In 1914–15, he led a lecture tour through five Australian States and New Zealand. South Australia appointed Reade as a town planning adviser in 1916 and later he became its first official Town Planner in 1918, retaining the position until 1920. In 1917, he drew up plans for an Adelaide garden suburb, initially with a working title of Mitcham Garden Suburb and officially named Colonel Light Gardens.

Reade convened Australia's first two town planning and housing conferences in 1917 and 1918. He also twice tried to get town planning legislation through the South Australian state legislature: on the first occasion it was defeated by the property-oriented upper House and on the second was passed but was heavily amended by the House.

Reade then left Australia for overseas planning positions, establishing a town planning department in Kuala Lumpur, Malaya, in 1921 and moving to Northern Rhodesia in 1929. He committed suicide in South Africa in 1933, only nine days after becoming Chief Planning Officer of Witwatersrand.

Extensive academic study of the life and work of Charles Reade has been conducted by Associate Professor Christine Garnaut of the University of South Australia.

==Influence in Australia==
Charles Reade was born in 1880 in Invercargill, New Zealand. Reade's childhood involved international travel and education about the conditions of the working class that influenced his later work both as a journalist and his view of the power of good planning to effect improvements in health and enjoyment of life.

Reade became a journalist at the age of 26. He concerned himself with the living and working conditions of the working class. He strongly believed that good town planning could avoid the overcrowding and disease he saw in his travels in the slums of Manchester, Liverpool and Sheffield. He advocated the eradication of slums to give greater dignity and self-respect to the people who had the misfortune to live there. Reade drew upon the examples of planning in continental Europe, as well as the new garden city model proposed by Ebenezer Howard, to show how planning could improve social welfare which had been degraded through industrialization.

Through his writing, Reade became involved in the Garden Cities and Town Planning Association of Great Britain. From 1906 the Association became less fundamentalist about the implementation of Howard's planning principles and more concerned with getting national planning legislation implemented. In 1912, after a year of working in New Zealand, Reade returned to work for the Association. He participated and learnt a lot from the widespread lectures and conferences and pamphlet distribution which occurred during this time. His affable personality and strong work ethic soon brought him to the attention of the Association's officials, and he was chosen, along with W. R. Davidge, for a promotion tour of the new garden city planning movement to Australia and New Zealand in 1914.

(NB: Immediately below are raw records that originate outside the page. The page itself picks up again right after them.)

//! AdGuard-style backend: the entire rule list is fetched, mutated
//! in-memory, and POSTed back whole (spec.md §4.5). Grounded in
//! `original_source/internal/upstream/uadguard/{client.go,tx.go}`.

use std::time::Duration;

use domain::base::Rtype;
use reqwest::Client as HttpClient;
use serde::{Deserialize, Serialize};

use crate::error::Error;
use crate::rule::store::RuleStore;
use crate::rule::Rule;

use super::{needs_ptr, reverse_arpa};

const DEFAULT_TIMEOUT: Duration = Duration::from_secs(60);
const USER_AGENT: &str = concat!("dns-gateway/", env!("CARGO_PKG_VERSION"));

#[derive(Debug, Clone)]
pub struct AdGuardConfig {
    pub api_server_url: String,
    pub login: String,
    pub password: String,
    pub auto_ptr: bool,
}

pub struct AdGuardUpstream {
    http: HttpClient,
    base_url: String,
    login: String,
    password: String,
    auto_ptr: bool,
}

impl AdGuardUpstream {
    pub fn new(cfg: AdGuardConfig) -> Result<Self, Error> {
        let http = HttpClient::builder()
            .user_agent(USER_AGENT)
            .timeout(DEFAULT_TIMEOUT)
            .build()
            .map_err(|e| Error::config(format!("build http client: {e}")))?;

        Ok(AdGuardUpstream {
            http,
            base_url: cfg.api_server_url.trim_end_matches('/').to_string(),
            login: cfg.login,
            password: cfg.password,
            auto_ptr: cfg.auto_ptr,
        })
    }

    pub async fn query(&self, pattern: &Rule) -> Result<Vec<Rule>, Error> {
        let store = self.fetch_rules().await?;
        if pattern.rtype == Rtype::AXFR {
            return Ok(store.all().to_vec());
        }
        Ok(store.query(pattern))
    }

    pub async fn tx(&self) -> Result<Tx, Error> {
        let store = self.fetch_rules().await?;
        Ok(Tx {
            http: self.http.clone(),
            base_url: self.base_url.clone(),
            login: self.login.clone(),
            password: self.password.clone(),
            auto_ptr: self.auto_ptr,
            store,
            changed: false,
        })
    }

    async fn fetch_rules(&self) -> Result<RuleStore, Error> {
        let rsp = self
            .http
            .get(format!("{}/control/filtering/status", self.base_url))
            .basic_auth(&self.login, Some(&self.password))
            .send()
            .await?;

        if !rsp.status().is_success() {
            return Err(Error::upstream(format!(
                "fetch filtering status: non-2xx response ({})",
                rsp.status()
            )));
        }

        let body: FilteringStatusRsp = rsp.json().await?;
        let lines: Vec<String> = body.user_rules.lines().map(|l| l.to_string()).collect();
        RuleStore::parse(&lines)
    }
}

#[derive(Debug, Deserialize)]
struct FilteringStatusRsp {
    #[serde(rename = "user_rules")]
    user_rules: String,
}

#[derive(Debug, Serialize)]
struct SetRulesReq<'a> {
    rules: &'a [String],
}

pub struct Tx {
    http: HttpClient,
    base_url: String,
    login: String,
    password: String,
    auto_ptr: bool,
    store: RuleStore,
    changed: bool,
}

#[cfg(test)]
impl Tx {
    /// A transaction over an in-memory store with no backend behind it, for
    /// tests that exercise the per-RR dispatch in `service::handler` without
    /// a network round trip.
    pub(crate) fn for_test(store: RuleStore, auto_ptr: bool) -> Tx {
        Tx {
            http: HttpClient::new(),
            base_url: String::new(),
            login: String::new(),
            password: String::new(),
            auto_ptr,
            store,
            changed: false,
        }
    }

    pub(crate) fn rules_for_test(&self) -> Vec<Rule> {
        self.store.all().to_vec()
    }
}

impl Tx {
    pub fn delete(&mut self, pattern: &Rule) {
        let deleted = self.store.delete(pattern);
        if deleted.is_empty() {
            return;
        }
        self.changed = true;

        for rule in &deleted {
            if !needs_ptr(self.auto_ptr, rule.rtype) {
                continue;
            }
            self.store
                .delete(&Rule::pattern(rule.value_str.clone(), Rtype::PTR));
        }
    }

    pub fn append(&mut self, rule: Rule) {
        self.changed = true;

        let needs_ptr = needs_ptr(self.auto_ptr, rule.rtype);
        let ptr_source = rule.value_str.clone();
        let ptr_target = rule.name.clone();

        self.store.append(rule);
        if !needs_ptr {
            return;
        }

        let Ok(arpa) = reverse_arpa(&ptr_source) else {
            return;
        };
        self.store.delete(&Rule::pattern(arpa.clone(), Rtype::PTR));
        if let Ok(ptr) = Rule::new(arpa, Rtype::PTR, &ptr_target) {
            self.store.append(ptr);
        }
    }

    pub async fn commit(self) -> Result<(), Error> {
        if !self.changed {
            return Ok(());
        }

        let lines = self.store.dump();
        let rsp = self
            .http
            .post(format!("{}/control/filtering/set_rules", self.base_url))
            .basic_auth(&self.login, Some(&self.password))
            .json(&SetRulesReq { rules: &lines })
            .send()
            .await?;

        if !rsp.status().is_success() {
            return Err(Error::upstream(format!(
                "set_rules: non-2xx response ({})",
                rsp.status()
            )));
        }

        Ok(())
    }
}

In Australia, the general enthusiasm for the Garden City movement began with John Sulman's idea that planning should be about 'convenience, healthfulness and beauty' rather than ad hoc. These principles were embraced after Reade's speeches and conferences during his tour of Australia. Town planning associations began forming rapidly in his wake.

Reade used propagandist techniques learnt with the Garden Cities and Town Planning Association in Britain to great effect. He shocked audiences with examples of the claustrophobic squalor of the slums in industrialised Britain and warned that without implementation of planning law, Australia could also develop these horrific conditions. Reade spoke of the importance of constructing proper housing for the growing population, the evils of unplanned subdivisions outside the city, demarcation of industry and commercial property and planned open spaces. Reade had great foresight as these issues are still as relevant today as they were at the time.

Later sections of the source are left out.